→ **WORK TO COMPLETE**
Start to finish, return the listing exactly as written.

→ **DATA FOR ANALYSIS**
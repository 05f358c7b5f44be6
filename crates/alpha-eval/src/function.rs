//! The callable surface every built-in registers under. Each function has
//! exactly one `FuncKind` (ts/cs/scalar) and supplies the evaluation path
//! that kind needs — there is no capability-negotiation layer here, unlike
//! a general-purpose spreadsheet engine with many interchangeable fast
//! paths: the scalar and vectorized evaluators each call a fixed method by
//! name, known statically from the node being evaluated.

use alpha_common::{AlphaError, FuncSpec};

use crate::engine::scalar::ScalarCtx;
use crate::value::{Panel, ScalarValue};

/// Per-date evaluation: a `Call` node's already-evaluated arguments, the
/// bundle/date they were evaluated against, producing one `ScalarValue`.
/// Time-series kernels need `ctx` to look up the originating panel's history
/// beyond the single date `args` carries.
pub trait ScalarFn: Send + Sync + 'static {
    fn eval_scalar(&self, ctx: &ScalarCtx, args: &[ScalarValue]) -> Result<ScalarValue, AlphaError>;
}

/// Full-panel evaluation: a `Call` node's already-evaluated panel arguments,
/// producing one `PanelValue`-shaped `Panel`. Returns
/// `AlphaError::UnsupportedVectorized` when this function has no closed-form
/// kernel, signalling the driver to fall back to the per-date scalar path.
pub trait VectorizedFn: Send + Sync + 'static {
    fn eval_panel(&self, args: &[PanelArg]) -> Result<Panel, AlphaError>;
}

/// A vectorized argument: either a broadcast scalar or a full panel (with
/// its field tag, when it originated from a bare `Name`).
pub enum PanelArg<'a> {
    Scalar(f64),
    Panel(&'a Panel, Option<&'a str>),
}

/// One registry entry: metadata plus both evaluation paths. A function with
/// no closed-form panel kernel still supplies a `vectorized` impl — one whose
/// `eval_panel` always returns `UnsupportedVectorized`, so the driver falls
/// back to looping the scalar path over every date.
pub struct FuncEntry {
    pub spec: FuncSpec,
    pub scalar: Box<dyn ScalarFn>,
    pub vectorized: Box<dyn VectorizedFn>,
}
//! Errors raised while planning batches and rendering commands.

use thiserror::Error;

use crate::batch::PlanIssue;

/// Failure of a generation run. Nothing is printed when one of these occurs.
#[derive(Debug, Error)]
pub enum GenerateError {
    /// The command template could not be parsed.
    #[error("invalid command template: {0}")]
    Template(#[from] Box<handlebars::TemplateError>),

    /// A placeholder referenced by the template was not supplied, or rendering
    /// failed for another reason.
    #[error("failed to render batch {batch_num}: {source}")]
    Render {
        batch_num: u64,
        #[source]
        source: Box<handlebars::RenderError>,
    },

    #[error("batch size must be positive")]
    ZeroBatchSize,

    /// A batch bound does not fit in a `u64`.
    #[error("ledger bound overflows at batch {batch_num}")]
    Overflow { batch_num: u64 },

    /// Strict checking is enabled and the plan has issues.
    #[error("batch plan rejected: {}", format_issues(.0))]
    RejectedPlan(Vec<PlanIssue>),
}

fn format_issues(issues: &[PlanIssue]) -> String {
    issues
        .iter()
        .map(ToString::to_string)
        .collect::<Vec<_>>()
        .join("; ")
}

pub type Result<T> = std::result::Result<T, GenerateError>;
//! # Batch Command Generator
//!
//! Turns a [`BackfillConfig`] into one rendered command per batch. Everything
//! is rendered up front; callers either get the whole list or an error.

use tracing::{debug, warn};

use crate::batch::Batch;
use crate::config::BackfillConfig;
use crate::error::{GenerateError, Result};
use crate::gcp::gce::{COMMAND_SEPARATOR, instance_name};
use crate::template::{CommandContext, CommandTemplate};

/// A batch together with its rendered command.
#[derive(Debug, Clone, PartialEq, Eq)]
pub struct BatchCommand {
    pub batch: Batch,
    pub instance_name: String,
    pub command: String,
}

/// Renders the commands for every batch of `config`'s plan, in order.
///
/// Plan issues are logged as warnings, or returned as
/// [`GenerateError::RejectedPlan`] when `config.strict` is set.
pub fn generate_batch_commands(
    config: &BackfillConfig,
    template: &CommandTemplate,
) -> Result<Vec<BatchCommand>> {
    let plan = config.plan();
    let issues = plan.check()?;
    if !issues.is_empty() {
        if config.strict {
            return Err(GenerateError::RejectedPlan(issues));
        }
        for issue in &issues {
            warn!("{}", issue);
        }
    }

    plan.batches()?
        .into_iter()
        .map(|batch| -> Result<BatchCommand> {
            let name = instance_name(&config.instance_prefix, batch.index);
            debug!(
                "batch {}: {} [{}, {}]",
                batch.index, name, batch.start, batch.end
            );
            let command = template.render(&CommandContext {
                instance_name: name.clone(),
                gcp_project: &config.gcp_project,
                zone: &config.zone,
                service_account: &config.service_account,
                start: batch.start,
                end: batch.end,
                batch_num: batch.index,
            })?;
            Ok(BatchCommand {
                batch,
                instance_name: name,
                command,
            })
        })
        .collect()
}

/// The command strings alone, one per batch.
pub fn generate_commands(
    config: &BackfillConfig,
    template: &CommandTemplate,
) -> Result<Vec<String>> {
    Ok(generate_batch_commands(config, template)?
        .into_iter()
        .map(|c| c.command)
        .collect())
}

/// The full output block: all commands joined by `";\n\n"`.
pub fn generate(config: &BackfillConfig, template: &CommandTemplate) -> Result<String> {
    Ok(generate_commands(config, template)?.join(COMMAND_SEPARATOR))
}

→ **RESPONSE AREA**
repository 05f358c7b5f44be6
filename crates/alpha-eval/src/function.rs
//! The callable surface every built-in registers under. Each function has
//! exactly one `FuncKind` (ts/cs/scalar) and supplies the evaluation path
//! that kind needs — there is no capability-negotiation layer here, unlike
//! a general-purpose spreadsheet engine with many interchangeable fast
//! paths: the scalar and vectorized evaluators each call a fixed method by
//! name, known statically from the node being evaluated.

use alpha_common::{AlphaError, FuncSpec};

use crate::engine::scalar::ScalarCtx;
use crate::value::{Panel, ScalarValue};

/// Per-date evaluation: a `Call` node's already-evaluated arguments, the
/// bundle/date they were evaluated against, producing one `ScalarValue`.
/// Time-series kernels need `ctx` to look up the originating panel's history
/// beyond the single date `args` carries.
pub trait ScalarFn: Send + Sync + 'static {
    fn eval_scalar(&self, ctx: &ScalarCtx, args: &[ScalarValue]) -> Result<ScalarValue, AlphaError>;
}

/// Full-panel evaluation: a `Call` node's already-evaluated panel arguments,
/// producing one `PanelValue`-shaped `Panel`. Returns
/// `AlphaError::UnsupportedVectorized` when this function has no closed-form
/// kernel, signalling the driver to fall back to the per-date scalar path.
pub trait VectorizedFn: Send + Sync + 'static {
    fn eval_panel(&self, args: &[PanelArg]) -> Result<Panel, AlphaError>;
}

/// A vectorized argument: either a broadcast scalar or a full panel (with
/// its field tag, when it originated from a bare `Name`).
pub enum PanelArg<'a> {
    Scalar(f64),
    Panel(&'a Panel, Option<&'a str>),
}

/// One registry entry: metadata plus both evaluation paths. A function with
/// no closed-form panel kernel still supplies a `vectorized` impl — one whose
/// `eval_panel` always returns `UnsupportedVectorized`, so the driver falls
/// back to looping the scalar path over every date.
pub struct FuncEntry {
    pub spec: FuncSpec,
    pub scalar: Box<dyn ScalarFn>,
    pub vectorized: Box<dyn VectorizedFn>,
}
//! Errors raised while planning batches and rendering commands.

use thiserror::Error;

use crate::batch::PlanIssue;

/// Failure of a generation run. Nothing is printed when one of these occurs.
#[derive(Debug, Error)]
pub enum GenerateError {
    /// The command template could not be parsed.
    #[error("invalid command template: {0}")]
    Template(#[from] Box<handlebars::TemplateError>),

    /// A placeholder referenced by the template was not supplied, or rendering
    /// failed for another reason.
    #[error("failed to render batch {batch_num}: {source}")]
    Render {
        batch_num: u64,
        #[source]
        source: Box<handlebars::RenderError>,
    },

    #[error("batch size must be positive")]
    ZeroBatchSize,

    /// A batch bound does not fit in a `u64`.
    #[error("ledger bound overflows at batch {batch_num}")]
    Overflow { batch_num: u64 },

    /// Strict checking is enabled and the plan has issues.
    #[error("batch plan rejected: {}", format_issues(.0))]
    RejectedPlan(Vec<PlanIssue>),
}

fn format_issues(issues: &[PlanIssue]) -> String {
    issues
        .iter()
        .map(ToString::to_string)
        .collect::<Vec<_>>()
        .join("; ")
}

pub type Result<T> = std::result::Result<T, GenerateError>;
//! # Batch Command Generator
//!
//! Turns a [`BackfillConfig`] into one rendered command per batch. Everything
//! is rendered up front; callers either get the whole list or an error.

use tracing::{debug, warn};

use crate::batch::Batch;
use crate::config::BackfillConfig;
use crate::error::{GenerateError, Result};
use crate::gcp::gce::{COMMAND_SEPARATOR, instance_name};
use crate::template::{CommandContext, CommandTemplate};

/// A batch together with its rendered command.
#[derive(Debug, Clone, PartialEq, Eq)]
pub struct BatchCommand {
    pub batch: Batch,
    pub instance_name: String,
    pub command: String,
}

/// Renders the commands for every batch of `config`'s plan, in order.
///
/// Plan issues are logged as warnings, or returned as
/// [`GenerateError::RejectedPlan`] when `config.strict` is set.
pub fn generate_batch_commands(
    config: &BackfillConfig,
    template: &CommandTemplate,
) -> Result<Vec<BatchCommand>> {
    let plan = config.plan();
    let issues = plan.check()?;
    if !issues.is_empty() {
        if config.strict {
            return Err(GenerateError::RejectedPlan(issues));
        }
        for issue in &issues {
            warn!("{}", issue);
        }
    }

    plan.batches()?
        .into_iter()
        .map(|batch| -> Result<BatchCommand> {
            let name = instance_name(&config.instance_prefix, batch.index);
            debug!(
                "batch {}: {} [{}, {}]",
                batch.index, name, batch.start, batch.end
            );
            let command = template.render(&CommandContext {
                instance_name: name.clone(),
                gcp_project: &config.gcp_project,
                zone: &config.zone,
                service_account: &config.service_account,
                start: batch.start,
                end: batch.end,
                batch_num: batch.index,
            })?;
            Ok(BatchCommand {
                batch,
                instance_name: name,
                command,
            })
        })
        .collect()
}

/// The command strings alone, one per batch.
pub fn generate_commands(
    config: &BackfillConfig,
    template: &CommandTemplate,
) -> Result<Vec<String>> {
    Ok(generate_batch_commands(config, template)?
        .into_iter()
        .map(|c| c.command)
        .collect())
}

/// The full output block: all commands joined by `";\n\n"`.
pub fn generate(config: &BackfillConfig, template: &CommandTemplate) -> Result<String> {
    Ok(generate_commands(config, template)?.join(COMMAND_SEPARATOR))
}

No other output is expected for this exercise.